-- Task brief --
From the records that follow, copy every line in which "Rect" appears.

Collected data:
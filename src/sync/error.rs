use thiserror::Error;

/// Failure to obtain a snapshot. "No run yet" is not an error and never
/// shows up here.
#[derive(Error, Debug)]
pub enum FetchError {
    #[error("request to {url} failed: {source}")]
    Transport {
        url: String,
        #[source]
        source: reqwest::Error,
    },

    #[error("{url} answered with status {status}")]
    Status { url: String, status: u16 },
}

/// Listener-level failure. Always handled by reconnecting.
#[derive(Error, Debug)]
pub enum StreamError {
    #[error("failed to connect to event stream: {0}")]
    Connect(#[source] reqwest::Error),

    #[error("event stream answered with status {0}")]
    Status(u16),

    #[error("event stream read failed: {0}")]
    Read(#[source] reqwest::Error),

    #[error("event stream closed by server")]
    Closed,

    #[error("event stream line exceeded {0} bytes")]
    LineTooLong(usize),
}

---

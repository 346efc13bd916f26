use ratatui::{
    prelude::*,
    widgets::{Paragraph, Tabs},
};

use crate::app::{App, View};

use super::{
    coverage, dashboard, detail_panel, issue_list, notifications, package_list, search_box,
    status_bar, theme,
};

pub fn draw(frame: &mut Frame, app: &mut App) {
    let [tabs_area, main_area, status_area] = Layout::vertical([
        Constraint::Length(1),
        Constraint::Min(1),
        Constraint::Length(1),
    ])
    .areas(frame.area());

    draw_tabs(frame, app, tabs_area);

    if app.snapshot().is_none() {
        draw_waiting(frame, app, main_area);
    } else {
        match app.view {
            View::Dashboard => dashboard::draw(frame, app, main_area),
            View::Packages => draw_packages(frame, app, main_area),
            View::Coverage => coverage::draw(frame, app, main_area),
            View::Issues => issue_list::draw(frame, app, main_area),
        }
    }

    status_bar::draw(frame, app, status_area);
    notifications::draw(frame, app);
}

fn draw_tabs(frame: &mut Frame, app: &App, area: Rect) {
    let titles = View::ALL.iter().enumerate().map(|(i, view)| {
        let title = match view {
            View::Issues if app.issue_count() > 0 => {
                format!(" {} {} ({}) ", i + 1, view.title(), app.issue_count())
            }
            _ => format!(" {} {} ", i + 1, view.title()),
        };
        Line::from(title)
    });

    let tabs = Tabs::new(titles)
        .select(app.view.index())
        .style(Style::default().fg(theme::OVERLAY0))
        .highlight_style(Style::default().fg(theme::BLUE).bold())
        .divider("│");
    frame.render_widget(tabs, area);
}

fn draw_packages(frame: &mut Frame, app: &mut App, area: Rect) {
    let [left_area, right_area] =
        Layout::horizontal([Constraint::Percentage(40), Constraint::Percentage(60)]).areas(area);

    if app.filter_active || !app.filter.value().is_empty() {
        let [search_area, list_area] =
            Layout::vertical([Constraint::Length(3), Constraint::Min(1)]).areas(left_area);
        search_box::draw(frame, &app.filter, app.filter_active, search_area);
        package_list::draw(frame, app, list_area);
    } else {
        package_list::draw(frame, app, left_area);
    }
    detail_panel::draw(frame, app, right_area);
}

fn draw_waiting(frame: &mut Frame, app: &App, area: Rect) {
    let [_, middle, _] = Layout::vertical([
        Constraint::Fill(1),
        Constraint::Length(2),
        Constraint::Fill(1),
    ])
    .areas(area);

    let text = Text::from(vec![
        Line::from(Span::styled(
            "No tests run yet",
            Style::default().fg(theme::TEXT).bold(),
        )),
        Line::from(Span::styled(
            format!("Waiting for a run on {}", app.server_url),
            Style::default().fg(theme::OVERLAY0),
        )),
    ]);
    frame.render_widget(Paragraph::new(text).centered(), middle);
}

-- Expected answer --
fn draw_tabs(frame: &mut Frame, app: &App, area: Rect) {
fn draw_packages(frame: &mut Frame, app: &mut App, area: Rect) {
fn draw_waiting(frame: &mut Frame, app: &App, area: Rect) {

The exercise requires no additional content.